#### [TASK ITEM]
Could you work out how many lines of the material below hold "other"? Only the number is needed.

#### [EXERCISE INPUT]

╔══

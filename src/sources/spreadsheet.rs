//! Workbook reader (xlsx, xlsm, xls, ods)
//!
//! Reads the first worksheet with calamine. The first non-empty row of the used range is
//! the header row; every other cell is rendered as text.

use crate::error::{ConvertError, Result};
use crate::source::TableSource;
use crate::table::Table;
use calamine::{open_workbook_auto, Data, Reader};
use std::path::Path;

/// Largest float rendered without a fractional part.
const MAX_INTEGRAL_FLOAT: f64 = 1e15;

pub struct SpreadsheetSource;

impl TableSource for SpreadsheetSource {
    fn name(&self) -> &str {
        "spreadsheet"
    }

    fn description(&self) -> &str {
        "Excel and OpenDocument workbooks (first sheet)"
    }

    fn extensions(&self) -> &[&str] {
        &["xlsx", "xlsm", "xlsb", "xls", "ods"]
    }

    fn read(&self, path: &Path) -> Result<Table> {
        let spreadsheet_error = |source| ConvertError::Spreadsheet {
            path: path.to_path_buf(),
            source,
        };

        let mut workbook = open_workbook_auto(path).map_err(spreadsheet_error)?;
        let range = workbook
            .worksheet_range_at(0)
            .ok_or_else(|| ConvertError::EmptySheet {
                path: path.to_path_buf(),
            })?
            .map_err(spreadsheet_error)?;

        let mut rows = range
            .rows()
            .map(|row| row.iter().map(cell_text).collect::<Vec<String>>())
            .skip_while(|row| row.iter().all(|cell| cell.trim().is_empty()));

        let headers = rows.next().ok_or_else(|| ConvertError::EmptySheet {
            path: path.to_path_buf(),
        })?;

        Ok(Table::new(headers, rows.collect()))
    }
}

/// Render a cell the way it reads in the sheet.
///
/// Integral floats drop their `.0` so numeric ids such as `1` stay `"1"`; error cells read
/// as empty.
pub fn cell_text(value: &Data) -> String {
    match value {
        Data::Empty | Data::Error(_) => String::new(),
        Data::String(s) | Data::DateTimeIso(s) | Data::DurationIso(s) => s.clone(),
        Data::Int(i) => i.to_string(),
        Data::Float(f) if f.fract() == 0.0 && f.abs() < MAX_INTEGRAL_FLOAT => {
            format!("{}", *f as i64)
        }
        Data::Float(f) => f.to_string(),
        Data::Bool(b) => b.to_string(),
        other => other.to_string(),
    }
}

╚══

#### [COMPLETED EXERCISE]
2